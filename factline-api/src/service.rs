//! Fact Service
//!
//! The single call the HTTP layer makes: authenticate, validate the
//! category, reserve quota, resolve, then record usage exactly once.

use crate::auth::{AuthGate, AuthenticatedCaller, ClientContext, CredentialMaterial};
use crate::config::{GeneratorConfig, ServiceConfig};
use crate::error::{ServiceError, ServiceResult};
use crate::quota::{QuotaAllowance, QuotaTracker};
use crate::resolver::{FactRequest, FactResolver, ResolvedFact};
use crate::usage::{UsageOutcome, UsageRecorder};
use axum::{
    http::{HeaderMap, HeaderName, HeaderValue, StatusCode},
    response::{IntoResponse, Response},
    Json,
};
use chrono::{DateTime, Utc};
use factline_core::{Category, Clock, ConfigError, EntityId, Fact, FactSource, StorageError};
use factline_llm::{FallbackGenerator, OpenAiCompletionClient, TextCompletion};
use factline_storage::{CacheLayer, FactStore, IdentityStore, KvBackend};
use serde::{Deserialize, Serialize};
use std::sync::Arc;
use std::time::Instant;
use tracing::{info, warn};

// ============================================================================
// RESPONSE TYPES
// ============================================================================

/// Client-visible state of the request-rate window.
#[derive(Debug, Clone, Copy, PartialEq, Eq, Serialize, Deserialize)]
pub struct RateLimitInfo {
    pub limit: u64,
    pub remaining: u64,
    pub reset_at: DateTime<Utc>,
}

impl RateLimitInfo {
    /// `None` for unlimited windows.
    pub fn from_allowance(allowance: &QuotaAllowance) -> Option<Self> {
        Some(Self {
            limit: allowance.limit.value()?,
            remaining: allowance.remaining?,
            reset_at: allowance.reset_at,
        })
    }

    /// `x-ratelimit-limit`, `x-ratelimit-remaining` and `x-ratelimit-reset`
    /// (epoch seconds).
    pub fn headers(&self) -> HeaderMap {
        let mut headers = HeaderMap::new();
        headers.insert(
            HeaderName::from_static("x-ratelimit-limit"),
            HeaderValue::from(self.limit),
        );
        headers.insert(
            HeaderName::from_static("x-ratelimit-remaining"),
            HeaderValue::from(self.remaining),
        );
        headers.insert(
            HeaderName::from_static("x-ratelimit-reset"),
            HeaderValue::from(self.reset_at.timestamp().max(0)),
        );
        headers
    }
}

#[derive(Debug, Clone, PartialEq, Serialize, Deserialize)]
pub struct ResponseMeta {
    pub response_time_ms: u64,
    #[serde(skip_serializing_if = "Option::is_none")]
    pub rate_limit: Option<RateLimitInfo>,
}

#[derive(Debug, Clone, PartialEq, Serialize, Deserialize)]
pub struct FactResponse {
    pub fact: Fact,
    pub source: FactSource,
    pub meta: ResponseMeta,
}

impl IntoResponse for FactResponse {
    fn into_response(self) -> Response {
        let headers = self
            .meta
            .rate_limit
            .map(|info| info.headers())
            .unwrap_or_default();
        (StatusCode::OK, headers, Json(self)).into_response()
    }
}

// ============================================================================
// DEPENDENCIES
// ============================================================================

/// External collaborators the service is built from.
#[derive(Clone)]
pub struct ServiceDeps {
    pub kv: Arc<dyn KvBackend>,
    pub facts: Arc<dyn FactStore>,
    pub identities: Arc<dyn IdentityStore>,
    /// `None` leaves the generator tier unavailable.
    pub completion: Option<Arc<dyn TextCompletion>>,
    pub clock: Arc<dyn Clock>,
}

impl ServiceDeps {
    /// HTTP completion client built from config, when an API key is set.
    pub fn completion_from_config(config: &GeneratorConfig) -> Option<Arc<dyn TextCompletion>> {
        let api_key = config.api_key.clone()?;
        let client = OpenAiCompletionClient::new(api_key, config.model.clone())
            .with_base_url(config.base_url.clone());
        Some(Arc::new(client))
    }
}

// ============================================================================
// SERVICE
// ============================================================================

pub struct FactService {
    auth: AuthGate,
    quota: QuotaTracker,
    resolver: FactResolver,
    usage: UsageRecorder,
    facts: Arc<dyn FactStore>,
    clock: Arc<dyn Clock>,
}

impl FactService {
    /// Wire the pipeline from its collaborators. Fails on invalid config.
    pub fn new(deps: ServiceDeps, config: ServiceConfig) -> Result<Self, ConfigError> {
        config.validate()?;

        let generator = deps.completion.map(|client| {
            FallbackGenerator::new(client)
                .with_timeout(config.generator.timeout)
                .with_options(config.generator.completion_options())
        });
        let cache = Arc::new(CacheLayer::new(deps.kv.clone()));

        Ok(Self {
            auth: AuthGate::new(deps.identities.clone(), deps.clock.clone()),
            quota: QuotaTracker::new(deps.kv, deps.clock.clone(), config.quota),
            resolver: FactResolver::new(
                cache,
                deps.facts.clone(),
                generator,
                deps.clock.clone(),
                config.resolver,
            ),
            usage: UsageRecorder::new(deps.identities, config.usage),
            facts: deps.facts,
            clock: deps.clock,
        })
    }

    pub fn resolver(&self) -> &FactResolver {
        &self.resolver
    }

    /// Resolve one fact for a caller.
    pub async fn resolve_fact(
        &self,
        request: FactRequest,
        material: Option<CredentialMaterial>,
        ctx: &ClientContext,
    ) -> ServiceResult<FactResponse> {
        let started = Instant::now();
        let caller = self.auth.resolve(material.as_ref(), ctx).await?;

        let result = self.resolve_for(&caller, &request).await;
        let response_time_ms = u64::try_from(started.elapsed().as_millis()).unwrap_or(u64::MAX);

        let status = match &result {
            Ok(_) => StatusCode::OK.as_u16(),
            Err(err) => err.status_code().as_u16(),
        };
        let outcome = UsageOutcome {
            status,
            endpoint: ctx.endpoint.clone(),
            latency_ms: response_time_ms,
            at: self.clock.now(),
        };
        if let Err(error) = self
            .usage
            .record(caller.identity.id, caller.credential.id, &outcome)
            .await
        {
            warn!(identity_id = %caller.identity.id, %error, "usage not recorded");
        }

        let (resolved, allowance) = result?;
        info!(
            identity_id = %caller.identity.id,
            category = %resolved.fact.category,
            source = resolved.source.as_str(),
            response_time_ms,
            "fact resolved"
        );

        Ok(FactResponse {
            fact: resolved.fact,
            source: resolved.source,
            meta: ResponseMeta {
                response_time_ms,
                rate_limit: RateLimitInfo::from_allowance(&allowance),
            },
        })
    }

    async fn resolve_for(
        &self,
        caller: &AuthenticatedCaller,
        request: &FactRequest,
    ) -> ServiceResult<(ResolvedFact, QuotaAllowance)> {
        let category: Option<Category> = request.parse_category()?;
        let allowance = self.quota.check_and_reserve(caller, 1).await?;
        let resolved = self.resolver.resolve(category, request).await?;
        Ok((resolved, allowance))
    }

    /// Count a view of a fact.
    pub async fn record_view(&self, fact_id: EntityId) -> ServiceResult<Fact> {
        self.facts
            .record_view(fact_id)
            .await
            .map_err(|e| fact_store_error(e, fact_id))
    }

    /// Count a like of a fact.
    pub async fn record_like(&self, fact_id: EntityId) -> ServiceResult<Fact> {
        self.facts
            .record_like(fact_id)
            .await
            .map_err(|e| fact_store_error(e, fact_id))
    }
}

impl std::fmt::Debug for FactService {
    fn fmt(&self, f: &mut std::fmt::Formatter<'_>) -> std::fmt::Result {
        f.debug_struct("FactService")
            .field("quota", &self.quota)
            .field("resolver", &self.resolver)
            .finish_non_exhaustive()
    }
}

fn fact_store_error(error: StorageError, fact_id: EntityId) -> ServiceError {
    match error {
        StorageError::NotFound { .. } => ServiceError::NotFound {
            entity: "fact".to_string(),
            id: fact_id,
        },
        other => ServiceError::Unavailable {
            reason: format!("fact store: {}", other),
        },
    }
}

Exercise instructions
The task requires that all the material be restated word for word.

Completed task
filename factline-api/src/service.rs
//! Fact Service
//!
//! The single call the HTTP layer makes: authenticate, validate the
//! category, reserve quota, resolve, then record usage exactly once.

use crate::auth::{AuthGate, AuthenticatedCaller, ClientContext, CredentialMaterial};
use crate::config::{GeneratorConfig, ServiceConfig};
use crate::error::{ServiceError, ServiceResult};
use crate::quota::{QuotaAllowance, QuotaTracker};
use crate::resolver::{FactRequest, FactResolver, ResolvedFact};
use crate::usage::{UsageOutcome, UsageRecorder};
use axum::{
    http::{HeaderMap, HeaderName, HeaderValue, StatusCode},
    response::{IntoResponse, Response},
    Json,
};
use chrono::{DateTime, Utc};
use factline_core::{Category, Clock, ConfigError, EntityId, Fact, FactSource, StorageError};
use factline_llm::{FallbackGenerator, OpenAiCompletionClient, TextCompletion};
use factline_storage::{CacheLayer, FactStore, IdentityStore, KvBackend};
use serde::{Deserialize, Serialize};
use std::sync::Arc;
use std::time::Instant;
use tracing::{info, warn};

// ============================================================================
// RESPONSE TYPES
// ============================================================================

/// Client-visible state of the request-rate window.
#[derive(Debug, Clone, Copy, PartialEq, Eq, Serialize, Deserialize)]
pub struct RateLimitInfo {
    pub limit: u64,
    pub remaining: u64,
    pub reset_at: DateTime<Utc>,
}

impl RateLimitInfo {
    /// `None` for unlimited windows.
    pub fn from_allowance(allowance: &QuotaAllowance) -> Option<Self> {
        Some(Self {
            limit: allowance.limit.value()?,
            remaining: allowance.remaining?,
            reset_at: allowance.reset_at,
        })
    }

    /// `x-ratelimit-limit`, `x-ratelimit-remaining` and `x-ratelimit-reset`
    /// (epoch seconds).
    pub fn headers(&self) -> HeaderMap {
        let mut headers = HeaderMap::new();
        headers.insert(
            HeaderName::from_static("x-ratelimit-limit"),
            HeaderValue::from(self.limit),
        );
        headers.insert(
            HeaderName::from_static("x-ratelimit-remaining"),
            HeaderValue::from(self.remaining),
        );
        headers.insert(
            HeaderName::from_static("x-ratelimit-reset"),
            HeaderValue::from(self.reset_at.timestamp().max(0)),
        );
        headers
    }
}

#[derive(Debug, Clone, PartialEq, Serialize, Deserialize)]
pub struct ResponseMeta {
    pub response_time_ms: u64,
    #[serde(skip_serializing_if = "Option::is_none")]
    pub rate_limit: Option<RateLimitInfo>,
}

#[derive(Debug, Clone, PartialEq, Serialize, Deserialize)]
pub struct FactResponse {
    pub fact: Fact,
    pub source: FactSource,
    pub meta: ResponseMeta,
}

impl IntoResponse for FactResponse {
    fn into_response(self) -> Response {
        let headers = self
            .meta
            .rate_limit
            .map(|info| info.headers())
            .unwrap_or_default();
        (StatusCode::OK, headers, Json(self)).into_response()
    }
}

// ============================================================================
// DEPENDENCIES
// ============================================================================

/// External collaborators the service is built from.
#[derive(Clone)]
pub struct ServiceDeps {
    pub kv: Arc<dyn KvBackend>,
    pub facts: Arc<dyn FactStore>,
    pub identities: Arc<dyn IdentityStore>,
    /// `None` leaves the generator tier unavailable.
    pub completion: Option<Arc<dyn TextCompletion>>,
    pub clock: Arc<dyn Clock>,
}

impl ServiceDeps {
    /// HTTP completion client built from config, when an API key is set.
    pub fn completion_from_config(config: &GeneratorConfig) -> Option<Arc<dyn TextCompletion>> {
        let api_key = config.api_key.clone()?;
        let client = OpenAiCompletionClient::new(api_key, config.model.clone())
            .with_base_url(config.base_url.clone());
        Some(Arc::new(client))
    }
}

// ============================================================================
// SERVICE
// ============================================================================

pub struct FactService {
    auth: AuthGate,
    quota: QuotaTracker,
    resolver: FactResolver,
    usage: UsageRecorder,
    facts: Arc<dyn FactStore>,
    clock: Arc<dyn Clock>,
}

impl FactService {
    /// Wire the pipeline from its collaborators. Fails on invalid config.
    pub fn new(deps: ServiceDeps, config: ServiceConfig) -> Result<Self, ConfigError> {
        config.validate()?;

        let generator = deps.completion.map(|client| {
            FallbackGenerator::new(client)
                .with_timeout(config.generator.timeout)
                .with_options(config.generator.completion_options())
        });
        let cache = Arc::new(CacheLayer::new(deps.kv.clone()));

        Ok(Self {
            auth: AuthGate::new(deps.identities.clone(), deps.clock.clone()),
            quota: QuotaTracker::new(deps.kv, deps.clock.clone(), config.quota),
            resolver: FactResolver::new(
                cache,
                deps.facts.clone(),
                generator,
                deps.clock.clone(),
                config.resolver,
            ),
            usage: UsageRecorder::new(deps.identities, config.usage),
            facts: deps.facts,
            clock: deps.clock,
        })
    }

    pub fn resolver(&self) -> &FactResolver {
        &self.resolver
    }

    /// Resolve one fact for a caller.
    pub async fn resolve_fact(
        &self,
        request: FactRequest,
        material: Option<CredentialMaterial>,
        ctx: &ClientContext,
    ) -> ServiceResult<FactResponse> {
        let started = Instant::now();
        let caller = self.auth.resolve(material.as_ref(), ctx).await?;

        let result = self.resolve_for(&caller, &request).await;
        let response_time_ms = u64::try_from(started.elapsed().as_millis()).unwrap_or(u64::MAX);

        let status = match &result {
            Ok(_) => StatusCode::OK.as_u16(),
            Err(err) => err.status_code().as_u16(),
        };
        let outcome = UsageOutcome {
            status,
            endpoint: ctx.endpoint.clone(),
            latency_ms: response_time_ms,
            at: self.clock.now(),
        };
        if let Err(error) = self
            .usage
            .record(caller.identity.id, caller.credential.id, &outcome)
            .await
        {
            warn!(identity_id = %caller.identity.id, %error, "usage not recorded");
        }

        let (resolved, allowance) = result?;
        info!(
            identity_id = %caller.identity.id,
            category = %resolved.fact.category,
            source = resolved.source.as_str(),
            response_time_ms,
            "fact resolved"
        );

        Ok(FactResponse {
            fact: resolved.fact,
            source: resolved.source,
            meta: ResponseMeta {
                response_time_ms,
                rate_limit: RateLimitInfo::from_allowance(&allowance),
            },
        })
    }

    async fn resolve_for(
        &self,
        caller: &AuthenticatedCaller,
        request: &FactRequest,
    ) -> ServiceResult<(ResolvedFact, QuotaAllowance)> {
        let category: Option<Category> = request.parse_category()?;
        let allowance = self.quota.check_and_reserve(caller, 1).await?;
        let resolved = self.resolver.resolve(category, request).await?;
        Ok((resolved, allowance))
    }

    /// Count a view of a fact.
    pub async fn record_view(&self, fact_id: EntityId) -> ServiceResult<Fact> {
        self.facts
            .record_view(fact_id)
            .await
            .map_err(|e| fact_store_error(e, fact_id))
    }

    /// Count a like of a fact.
    pub async fn record_like(&self, fact_id: EntityId) -> ServiceResult<Fact> {
        self.facts
            .record_like(fact_id)
            .await
            .map_err(|e| fact_store_error(e, fact_id))
    }
}

impl std::fmt::Debug for FactService {
    fn fmt(&self, f: &mut std::fmt::Formatter<'_>) -> std::fmt::Result {
        f.debug_struct("FactService")
            .field("quota", &self.quota)
            .field("resolver", &self.resolver)
            .finish_non_exhaustive()
    }
}

fn fact_store_error(error: StorageError, fact_id: EntityId) -> ServiceError {
    match error {
        StorageError::NotFound { .. } => ServiceError::NotFound {
            entity: "fact".to_string(),
            id: fact_id,
        },
        other => ServiceError::Unavailable {
            reason: format!("fact store: {}", other),
        },
    }
}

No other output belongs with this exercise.